● **Task directions**:
Set down, please, exactly the lines below that run from the line with "components.pop();" to the line with "result.push(c);", both lines included.

● **Provided entries**:
────────────────────────────────────────

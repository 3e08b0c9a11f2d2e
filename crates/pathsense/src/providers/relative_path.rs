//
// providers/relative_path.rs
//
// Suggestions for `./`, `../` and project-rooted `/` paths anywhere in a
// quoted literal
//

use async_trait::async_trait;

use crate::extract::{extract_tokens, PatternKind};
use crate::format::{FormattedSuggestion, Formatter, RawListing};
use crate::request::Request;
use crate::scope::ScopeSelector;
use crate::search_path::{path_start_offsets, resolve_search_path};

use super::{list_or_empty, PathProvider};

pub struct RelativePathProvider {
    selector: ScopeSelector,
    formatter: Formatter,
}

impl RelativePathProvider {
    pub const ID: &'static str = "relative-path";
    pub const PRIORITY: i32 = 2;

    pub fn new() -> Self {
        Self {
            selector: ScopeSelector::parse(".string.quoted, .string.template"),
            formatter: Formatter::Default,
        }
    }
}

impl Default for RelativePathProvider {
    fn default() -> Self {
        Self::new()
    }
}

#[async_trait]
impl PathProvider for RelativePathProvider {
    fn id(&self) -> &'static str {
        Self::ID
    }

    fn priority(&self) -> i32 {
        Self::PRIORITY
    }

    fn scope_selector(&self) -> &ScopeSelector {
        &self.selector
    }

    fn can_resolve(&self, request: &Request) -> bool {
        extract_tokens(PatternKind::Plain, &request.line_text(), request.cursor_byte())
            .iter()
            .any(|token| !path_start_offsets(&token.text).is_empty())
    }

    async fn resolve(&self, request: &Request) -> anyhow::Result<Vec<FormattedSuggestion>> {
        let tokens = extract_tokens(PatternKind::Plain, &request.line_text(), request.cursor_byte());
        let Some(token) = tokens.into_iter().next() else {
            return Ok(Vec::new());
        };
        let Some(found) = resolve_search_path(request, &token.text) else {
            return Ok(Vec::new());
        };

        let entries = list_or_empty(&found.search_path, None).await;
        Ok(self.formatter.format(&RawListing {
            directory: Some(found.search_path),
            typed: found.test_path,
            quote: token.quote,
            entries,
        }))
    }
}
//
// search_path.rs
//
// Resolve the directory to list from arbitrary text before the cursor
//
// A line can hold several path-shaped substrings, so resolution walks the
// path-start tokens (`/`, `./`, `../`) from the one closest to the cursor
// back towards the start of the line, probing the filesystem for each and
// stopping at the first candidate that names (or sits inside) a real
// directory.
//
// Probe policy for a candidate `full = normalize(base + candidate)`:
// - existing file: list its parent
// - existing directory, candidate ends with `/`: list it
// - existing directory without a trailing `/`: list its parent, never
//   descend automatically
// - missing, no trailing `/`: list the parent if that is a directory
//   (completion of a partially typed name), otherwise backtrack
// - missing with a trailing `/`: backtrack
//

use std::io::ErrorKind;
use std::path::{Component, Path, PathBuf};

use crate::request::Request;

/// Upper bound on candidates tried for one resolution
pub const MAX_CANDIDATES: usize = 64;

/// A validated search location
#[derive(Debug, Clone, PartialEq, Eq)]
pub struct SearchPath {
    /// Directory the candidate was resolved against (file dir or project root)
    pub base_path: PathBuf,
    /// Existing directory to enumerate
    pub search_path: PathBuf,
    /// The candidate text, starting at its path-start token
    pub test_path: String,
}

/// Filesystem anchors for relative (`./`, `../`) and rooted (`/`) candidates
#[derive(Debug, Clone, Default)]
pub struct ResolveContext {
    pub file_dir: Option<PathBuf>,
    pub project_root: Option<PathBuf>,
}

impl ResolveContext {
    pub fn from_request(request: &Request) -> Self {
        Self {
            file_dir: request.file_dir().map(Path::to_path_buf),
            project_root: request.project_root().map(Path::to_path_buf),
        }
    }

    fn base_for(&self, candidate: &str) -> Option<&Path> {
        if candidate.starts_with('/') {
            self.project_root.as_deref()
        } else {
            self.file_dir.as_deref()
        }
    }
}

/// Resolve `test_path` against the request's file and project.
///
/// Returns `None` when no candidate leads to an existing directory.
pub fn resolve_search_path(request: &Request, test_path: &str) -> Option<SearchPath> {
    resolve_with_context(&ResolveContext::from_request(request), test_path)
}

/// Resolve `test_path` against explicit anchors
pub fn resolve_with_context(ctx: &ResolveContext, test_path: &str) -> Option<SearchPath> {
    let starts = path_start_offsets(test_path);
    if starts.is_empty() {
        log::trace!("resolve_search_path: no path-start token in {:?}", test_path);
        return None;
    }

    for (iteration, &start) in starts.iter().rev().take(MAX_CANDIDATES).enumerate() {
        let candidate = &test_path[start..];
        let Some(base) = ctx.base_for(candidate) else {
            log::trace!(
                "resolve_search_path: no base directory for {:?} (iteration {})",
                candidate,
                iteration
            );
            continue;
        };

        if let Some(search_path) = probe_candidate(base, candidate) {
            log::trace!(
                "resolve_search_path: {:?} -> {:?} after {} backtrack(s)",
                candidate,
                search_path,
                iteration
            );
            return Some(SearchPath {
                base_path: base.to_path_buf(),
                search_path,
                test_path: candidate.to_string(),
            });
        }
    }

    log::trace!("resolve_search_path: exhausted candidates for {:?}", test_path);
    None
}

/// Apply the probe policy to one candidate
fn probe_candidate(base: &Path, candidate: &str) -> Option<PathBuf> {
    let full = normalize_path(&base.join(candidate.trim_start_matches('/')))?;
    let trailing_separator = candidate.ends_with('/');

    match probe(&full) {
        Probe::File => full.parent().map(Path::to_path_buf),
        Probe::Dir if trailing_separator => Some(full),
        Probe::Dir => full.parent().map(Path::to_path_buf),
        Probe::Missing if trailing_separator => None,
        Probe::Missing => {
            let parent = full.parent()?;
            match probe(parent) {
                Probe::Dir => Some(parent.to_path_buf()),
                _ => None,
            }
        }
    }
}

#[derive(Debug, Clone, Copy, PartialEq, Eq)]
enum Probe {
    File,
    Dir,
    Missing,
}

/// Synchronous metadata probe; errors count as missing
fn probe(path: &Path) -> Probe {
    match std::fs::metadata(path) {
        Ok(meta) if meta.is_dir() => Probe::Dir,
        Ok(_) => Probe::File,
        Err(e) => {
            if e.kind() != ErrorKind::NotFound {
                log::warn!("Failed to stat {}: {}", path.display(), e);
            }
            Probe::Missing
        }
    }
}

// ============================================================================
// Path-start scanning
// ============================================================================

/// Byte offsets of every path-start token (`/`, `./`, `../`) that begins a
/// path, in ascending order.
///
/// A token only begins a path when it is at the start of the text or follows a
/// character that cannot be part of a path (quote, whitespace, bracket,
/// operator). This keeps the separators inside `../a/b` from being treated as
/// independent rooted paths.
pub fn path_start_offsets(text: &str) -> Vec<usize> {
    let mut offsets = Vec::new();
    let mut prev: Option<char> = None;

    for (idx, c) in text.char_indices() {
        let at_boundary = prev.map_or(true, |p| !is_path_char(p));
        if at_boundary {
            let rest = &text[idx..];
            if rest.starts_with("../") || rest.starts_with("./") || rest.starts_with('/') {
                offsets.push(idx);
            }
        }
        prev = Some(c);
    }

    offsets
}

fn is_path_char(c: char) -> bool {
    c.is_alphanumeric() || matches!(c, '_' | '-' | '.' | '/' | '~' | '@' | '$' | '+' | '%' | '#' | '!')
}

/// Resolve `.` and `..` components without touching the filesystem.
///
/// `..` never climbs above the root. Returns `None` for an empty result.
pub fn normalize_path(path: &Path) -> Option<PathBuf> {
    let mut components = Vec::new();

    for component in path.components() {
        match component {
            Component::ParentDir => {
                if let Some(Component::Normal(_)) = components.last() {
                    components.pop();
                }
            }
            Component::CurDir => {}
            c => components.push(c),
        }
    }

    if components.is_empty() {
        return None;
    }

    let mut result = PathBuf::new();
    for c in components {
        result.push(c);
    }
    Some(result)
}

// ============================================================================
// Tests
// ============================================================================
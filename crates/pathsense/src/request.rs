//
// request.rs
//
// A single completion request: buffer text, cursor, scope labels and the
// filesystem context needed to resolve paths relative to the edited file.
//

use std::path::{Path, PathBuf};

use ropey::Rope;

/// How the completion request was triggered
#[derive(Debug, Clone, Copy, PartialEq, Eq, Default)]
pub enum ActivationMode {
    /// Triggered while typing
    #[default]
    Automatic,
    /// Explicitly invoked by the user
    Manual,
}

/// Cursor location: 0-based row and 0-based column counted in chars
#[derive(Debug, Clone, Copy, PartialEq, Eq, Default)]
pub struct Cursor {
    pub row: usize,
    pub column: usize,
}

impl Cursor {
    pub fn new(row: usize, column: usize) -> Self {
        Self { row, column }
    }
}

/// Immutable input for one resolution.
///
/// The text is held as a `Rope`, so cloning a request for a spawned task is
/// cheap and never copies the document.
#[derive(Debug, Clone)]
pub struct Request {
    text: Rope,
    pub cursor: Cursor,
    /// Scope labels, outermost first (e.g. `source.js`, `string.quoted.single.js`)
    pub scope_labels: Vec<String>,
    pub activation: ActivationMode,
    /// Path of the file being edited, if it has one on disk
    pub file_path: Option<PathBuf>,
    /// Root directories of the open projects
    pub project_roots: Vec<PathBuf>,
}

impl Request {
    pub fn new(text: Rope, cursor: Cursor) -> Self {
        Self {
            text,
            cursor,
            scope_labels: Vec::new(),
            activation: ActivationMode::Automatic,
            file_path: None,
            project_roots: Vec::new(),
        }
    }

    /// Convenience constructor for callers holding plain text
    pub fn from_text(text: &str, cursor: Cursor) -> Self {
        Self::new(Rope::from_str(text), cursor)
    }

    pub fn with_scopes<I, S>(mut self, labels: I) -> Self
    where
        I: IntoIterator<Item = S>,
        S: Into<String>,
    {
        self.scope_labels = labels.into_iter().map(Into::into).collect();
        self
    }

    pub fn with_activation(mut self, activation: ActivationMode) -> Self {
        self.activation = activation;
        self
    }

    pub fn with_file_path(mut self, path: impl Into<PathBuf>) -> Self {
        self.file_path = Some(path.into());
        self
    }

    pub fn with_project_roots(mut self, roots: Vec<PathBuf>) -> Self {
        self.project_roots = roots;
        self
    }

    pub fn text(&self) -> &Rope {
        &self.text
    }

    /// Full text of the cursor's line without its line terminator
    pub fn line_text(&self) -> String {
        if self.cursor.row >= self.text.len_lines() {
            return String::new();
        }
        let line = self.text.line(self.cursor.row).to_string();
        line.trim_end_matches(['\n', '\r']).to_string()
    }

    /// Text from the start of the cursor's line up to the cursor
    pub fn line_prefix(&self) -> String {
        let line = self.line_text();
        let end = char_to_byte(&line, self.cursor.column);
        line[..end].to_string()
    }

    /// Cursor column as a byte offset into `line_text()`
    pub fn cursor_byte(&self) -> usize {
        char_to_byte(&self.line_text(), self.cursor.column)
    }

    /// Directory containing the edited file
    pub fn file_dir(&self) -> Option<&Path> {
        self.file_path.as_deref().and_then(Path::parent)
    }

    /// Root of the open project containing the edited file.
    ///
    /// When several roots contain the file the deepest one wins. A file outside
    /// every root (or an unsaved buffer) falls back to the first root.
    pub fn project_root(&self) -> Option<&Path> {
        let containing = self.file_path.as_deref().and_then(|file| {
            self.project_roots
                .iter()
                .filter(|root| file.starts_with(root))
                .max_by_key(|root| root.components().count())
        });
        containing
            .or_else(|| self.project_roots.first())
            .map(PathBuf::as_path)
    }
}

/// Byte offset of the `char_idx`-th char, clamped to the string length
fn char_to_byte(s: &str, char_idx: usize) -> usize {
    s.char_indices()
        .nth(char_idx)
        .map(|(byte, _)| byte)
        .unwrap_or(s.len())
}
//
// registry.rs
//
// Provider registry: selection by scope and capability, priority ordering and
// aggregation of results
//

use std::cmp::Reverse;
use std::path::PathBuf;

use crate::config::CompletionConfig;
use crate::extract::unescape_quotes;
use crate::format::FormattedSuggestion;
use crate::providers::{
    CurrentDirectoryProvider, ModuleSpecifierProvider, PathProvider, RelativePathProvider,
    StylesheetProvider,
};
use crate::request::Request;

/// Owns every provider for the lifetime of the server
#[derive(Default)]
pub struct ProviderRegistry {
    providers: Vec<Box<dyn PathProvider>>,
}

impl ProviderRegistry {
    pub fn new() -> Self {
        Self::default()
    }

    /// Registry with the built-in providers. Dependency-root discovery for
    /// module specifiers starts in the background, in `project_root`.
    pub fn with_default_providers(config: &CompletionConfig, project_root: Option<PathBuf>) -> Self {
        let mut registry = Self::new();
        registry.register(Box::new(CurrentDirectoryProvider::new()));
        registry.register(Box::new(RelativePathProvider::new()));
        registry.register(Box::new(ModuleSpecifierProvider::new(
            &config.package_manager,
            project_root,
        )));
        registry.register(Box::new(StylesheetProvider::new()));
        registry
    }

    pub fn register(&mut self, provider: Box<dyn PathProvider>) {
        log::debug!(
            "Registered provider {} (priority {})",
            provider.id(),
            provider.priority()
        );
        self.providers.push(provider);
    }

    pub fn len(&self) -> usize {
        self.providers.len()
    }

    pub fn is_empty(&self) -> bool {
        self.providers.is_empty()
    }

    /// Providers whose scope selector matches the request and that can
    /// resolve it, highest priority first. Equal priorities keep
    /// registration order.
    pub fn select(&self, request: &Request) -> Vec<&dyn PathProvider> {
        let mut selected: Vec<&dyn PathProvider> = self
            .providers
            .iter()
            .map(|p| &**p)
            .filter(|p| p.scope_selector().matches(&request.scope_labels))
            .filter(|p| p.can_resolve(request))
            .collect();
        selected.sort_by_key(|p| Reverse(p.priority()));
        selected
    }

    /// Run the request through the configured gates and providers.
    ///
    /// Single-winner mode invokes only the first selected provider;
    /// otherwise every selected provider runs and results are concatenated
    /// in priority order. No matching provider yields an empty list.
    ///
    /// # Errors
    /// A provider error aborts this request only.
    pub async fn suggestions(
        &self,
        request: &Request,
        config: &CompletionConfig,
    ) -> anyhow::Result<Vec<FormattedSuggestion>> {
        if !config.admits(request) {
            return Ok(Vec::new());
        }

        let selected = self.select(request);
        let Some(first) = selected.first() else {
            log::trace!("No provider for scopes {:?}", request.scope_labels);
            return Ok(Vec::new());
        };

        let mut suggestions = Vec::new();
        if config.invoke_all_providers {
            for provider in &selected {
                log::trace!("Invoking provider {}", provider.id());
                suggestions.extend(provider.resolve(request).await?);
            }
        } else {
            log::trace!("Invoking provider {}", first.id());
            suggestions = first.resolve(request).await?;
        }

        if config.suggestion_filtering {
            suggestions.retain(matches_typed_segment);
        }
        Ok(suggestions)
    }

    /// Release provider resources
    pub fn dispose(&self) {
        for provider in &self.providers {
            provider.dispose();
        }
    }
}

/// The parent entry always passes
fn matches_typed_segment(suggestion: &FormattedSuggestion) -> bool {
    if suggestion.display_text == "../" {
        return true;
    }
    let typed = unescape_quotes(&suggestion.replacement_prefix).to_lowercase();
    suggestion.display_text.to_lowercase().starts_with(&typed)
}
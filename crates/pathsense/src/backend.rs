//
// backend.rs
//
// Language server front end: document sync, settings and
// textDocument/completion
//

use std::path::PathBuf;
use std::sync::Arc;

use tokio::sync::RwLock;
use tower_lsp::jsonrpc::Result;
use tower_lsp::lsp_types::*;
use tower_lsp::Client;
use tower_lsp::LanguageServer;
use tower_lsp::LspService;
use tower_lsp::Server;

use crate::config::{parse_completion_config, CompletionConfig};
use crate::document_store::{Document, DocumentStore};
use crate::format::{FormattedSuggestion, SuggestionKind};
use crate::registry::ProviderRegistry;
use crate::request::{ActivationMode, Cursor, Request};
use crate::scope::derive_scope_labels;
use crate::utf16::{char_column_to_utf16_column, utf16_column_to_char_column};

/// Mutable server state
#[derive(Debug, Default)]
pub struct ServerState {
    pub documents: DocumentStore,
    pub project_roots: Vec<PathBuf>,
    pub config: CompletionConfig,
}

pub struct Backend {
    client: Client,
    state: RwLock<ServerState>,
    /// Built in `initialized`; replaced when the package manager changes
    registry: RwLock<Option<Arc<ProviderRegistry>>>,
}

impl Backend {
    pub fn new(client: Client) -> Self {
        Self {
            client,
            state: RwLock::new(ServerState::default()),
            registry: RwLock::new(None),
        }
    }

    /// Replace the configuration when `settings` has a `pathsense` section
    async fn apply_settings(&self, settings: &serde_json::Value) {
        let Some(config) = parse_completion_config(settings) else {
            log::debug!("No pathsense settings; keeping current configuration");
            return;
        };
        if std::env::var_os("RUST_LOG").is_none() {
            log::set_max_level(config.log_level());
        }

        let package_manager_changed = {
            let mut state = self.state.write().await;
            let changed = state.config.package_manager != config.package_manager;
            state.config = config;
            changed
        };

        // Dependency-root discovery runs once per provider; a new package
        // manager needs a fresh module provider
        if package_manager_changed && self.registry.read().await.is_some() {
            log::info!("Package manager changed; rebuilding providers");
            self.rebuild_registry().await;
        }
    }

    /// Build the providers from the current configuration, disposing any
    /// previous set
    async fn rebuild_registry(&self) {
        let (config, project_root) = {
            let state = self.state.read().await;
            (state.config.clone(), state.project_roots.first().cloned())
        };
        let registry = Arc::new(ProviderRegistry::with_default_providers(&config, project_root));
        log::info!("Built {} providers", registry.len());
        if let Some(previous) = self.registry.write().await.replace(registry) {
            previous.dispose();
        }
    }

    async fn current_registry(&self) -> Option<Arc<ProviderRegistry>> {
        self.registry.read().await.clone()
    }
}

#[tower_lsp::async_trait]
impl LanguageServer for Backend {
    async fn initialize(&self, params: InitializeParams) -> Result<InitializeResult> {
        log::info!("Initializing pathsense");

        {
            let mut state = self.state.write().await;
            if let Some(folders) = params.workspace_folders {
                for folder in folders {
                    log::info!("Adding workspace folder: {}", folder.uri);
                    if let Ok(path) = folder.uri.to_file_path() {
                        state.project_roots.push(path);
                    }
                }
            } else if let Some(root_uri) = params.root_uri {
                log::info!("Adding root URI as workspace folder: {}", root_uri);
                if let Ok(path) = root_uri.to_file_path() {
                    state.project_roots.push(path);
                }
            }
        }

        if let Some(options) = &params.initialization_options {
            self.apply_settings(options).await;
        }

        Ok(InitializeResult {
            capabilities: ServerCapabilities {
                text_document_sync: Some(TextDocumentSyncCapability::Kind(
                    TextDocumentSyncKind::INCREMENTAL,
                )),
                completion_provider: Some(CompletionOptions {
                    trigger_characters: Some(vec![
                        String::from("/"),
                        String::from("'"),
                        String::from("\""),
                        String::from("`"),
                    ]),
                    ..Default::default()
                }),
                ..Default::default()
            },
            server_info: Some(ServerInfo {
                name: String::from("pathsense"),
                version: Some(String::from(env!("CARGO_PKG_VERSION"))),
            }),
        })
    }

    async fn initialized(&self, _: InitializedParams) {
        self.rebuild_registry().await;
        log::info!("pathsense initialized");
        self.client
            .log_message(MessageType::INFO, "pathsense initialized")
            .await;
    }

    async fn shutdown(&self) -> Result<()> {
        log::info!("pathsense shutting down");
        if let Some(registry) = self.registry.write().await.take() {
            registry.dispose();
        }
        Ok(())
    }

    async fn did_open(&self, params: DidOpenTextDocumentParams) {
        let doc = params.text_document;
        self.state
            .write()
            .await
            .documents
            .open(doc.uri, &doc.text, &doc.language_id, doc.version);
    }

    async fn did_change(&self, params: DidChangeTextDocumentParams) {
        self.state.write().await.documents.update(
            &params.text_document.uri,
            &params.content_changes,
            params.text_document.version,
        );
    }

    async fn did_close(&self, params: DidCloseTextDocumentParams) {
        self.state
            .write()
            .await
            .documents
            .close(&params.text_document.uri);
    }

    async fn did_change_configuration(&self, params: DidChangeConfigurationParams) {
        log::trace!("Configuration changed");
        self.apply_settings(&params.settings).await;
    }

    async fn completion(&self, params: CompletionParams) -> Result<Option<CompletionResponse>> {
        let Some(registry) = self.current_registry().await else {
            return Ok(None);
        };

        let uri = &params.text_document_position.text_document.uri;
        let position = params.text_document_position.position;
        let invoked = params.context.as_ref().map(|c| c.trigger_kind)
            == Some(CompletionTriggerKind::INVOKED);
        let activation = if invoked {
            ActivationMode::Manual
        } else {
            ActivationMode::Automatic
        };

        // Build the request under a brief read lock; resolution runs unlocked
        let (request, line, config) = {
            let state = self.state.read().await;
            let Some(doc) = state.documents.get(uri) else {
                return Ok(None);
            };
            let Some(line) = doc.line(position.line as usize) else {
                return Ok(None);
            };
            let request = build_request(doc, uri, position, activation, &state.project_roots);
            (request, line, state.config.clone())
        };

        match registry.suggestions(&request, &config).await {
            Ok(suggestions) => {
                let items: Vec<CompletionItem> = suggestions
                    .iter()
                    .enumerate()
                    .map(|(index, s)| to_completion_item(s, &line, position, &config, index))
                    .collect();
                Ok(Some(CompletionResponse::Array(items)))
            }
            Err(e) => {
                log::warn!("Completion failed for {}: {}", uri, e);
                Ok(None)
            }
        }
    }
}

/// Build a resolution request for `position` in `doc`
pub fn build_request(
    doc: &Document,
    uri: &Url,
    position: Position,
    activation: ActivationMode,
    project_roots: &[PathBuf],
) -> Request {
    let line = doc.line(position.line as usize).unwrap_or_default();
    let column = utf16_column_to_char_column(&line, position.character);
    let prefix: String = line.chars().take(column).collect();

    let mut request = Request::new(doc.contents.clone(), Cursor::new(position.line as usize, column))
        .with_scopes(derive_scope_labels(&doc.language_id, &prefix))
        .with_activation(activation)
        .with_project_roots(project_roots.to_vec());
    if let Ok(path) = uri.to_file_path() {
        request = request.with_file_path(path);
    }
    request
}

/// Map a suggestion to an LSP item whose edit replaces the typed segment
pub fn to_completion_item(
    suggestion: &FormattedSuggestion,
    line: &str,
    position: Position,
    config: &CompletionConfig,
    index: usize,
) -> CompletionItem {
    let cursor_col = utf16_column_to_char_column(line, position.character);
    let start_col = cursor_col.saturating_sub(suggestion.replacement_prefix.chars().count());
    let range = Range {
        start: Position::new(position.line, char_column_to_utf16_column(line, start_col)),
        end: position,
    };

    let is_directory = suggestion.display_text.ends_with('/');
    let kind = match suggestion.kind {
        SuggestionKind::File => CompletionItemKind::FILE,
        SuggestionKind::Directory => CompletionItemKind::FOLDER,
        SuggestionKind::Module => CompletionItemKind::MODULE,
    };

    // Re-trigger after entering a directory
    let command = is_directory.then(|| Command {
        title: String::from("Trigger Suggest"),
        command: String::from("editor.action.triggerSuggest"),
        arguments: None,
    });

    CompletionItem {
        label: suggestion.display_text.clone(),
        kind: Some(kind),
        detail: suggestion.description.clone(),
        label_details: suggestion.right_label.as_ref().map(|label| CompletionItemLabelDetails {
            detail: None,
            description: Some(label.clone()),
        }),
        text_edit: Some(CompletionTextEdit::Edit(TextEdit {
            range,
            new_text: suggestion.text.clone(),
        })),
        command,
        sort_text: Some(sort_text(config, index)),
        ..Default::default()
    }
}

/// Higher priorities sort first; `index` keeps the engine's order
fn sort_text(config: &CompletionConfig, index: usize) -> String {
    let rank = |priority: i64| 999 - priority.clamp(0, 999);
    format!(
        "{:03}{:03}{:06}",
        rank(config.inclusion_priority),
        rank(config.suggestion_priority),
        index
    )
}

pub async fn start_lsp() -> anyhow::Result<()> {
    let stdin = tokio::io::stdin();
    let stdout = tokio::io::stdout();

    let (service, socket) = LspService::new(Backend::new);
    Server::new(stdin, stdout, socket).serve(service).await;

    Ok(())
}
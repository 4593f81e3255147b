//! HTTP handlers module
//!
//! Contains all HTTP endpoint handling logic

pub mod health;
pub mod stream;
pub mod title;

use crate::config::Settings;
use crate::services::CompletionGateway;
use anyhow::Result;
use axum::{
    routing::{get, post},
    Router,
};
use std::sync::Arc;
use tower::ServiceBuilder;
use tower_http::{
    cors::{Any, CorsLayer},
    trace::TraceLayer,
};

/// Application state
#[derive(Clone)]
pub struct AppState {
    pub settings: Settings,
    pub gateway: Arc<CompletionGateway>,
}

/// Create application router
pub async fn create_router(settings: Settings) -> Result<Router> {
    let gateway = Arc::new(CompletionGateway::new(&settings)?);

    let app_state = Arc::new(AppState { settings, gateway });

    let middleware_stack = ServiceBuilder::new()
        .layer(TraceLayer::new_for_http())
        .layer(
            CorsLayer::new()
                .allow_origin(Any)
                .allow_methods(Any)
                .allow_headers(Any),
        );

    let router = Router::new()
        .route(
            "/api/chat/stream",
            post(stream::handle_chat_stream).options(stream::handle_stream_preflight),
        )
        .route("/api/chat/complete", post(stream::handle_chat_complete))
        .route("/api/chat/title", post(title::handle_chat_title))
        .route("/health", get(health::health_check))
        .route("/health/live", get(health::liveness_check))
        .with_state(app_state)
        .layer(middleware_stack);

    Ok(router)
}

────────────────────────────────────────

● **Reply to the task**:
                    components.pop();
                }
            }
            Component::CurDir => {}
            c => components.push(c),
        }
    }

    if components.is_empty() {
        return None;
    }

    let mut result = PathBuf::new();
    for c in components {
        result.push(c);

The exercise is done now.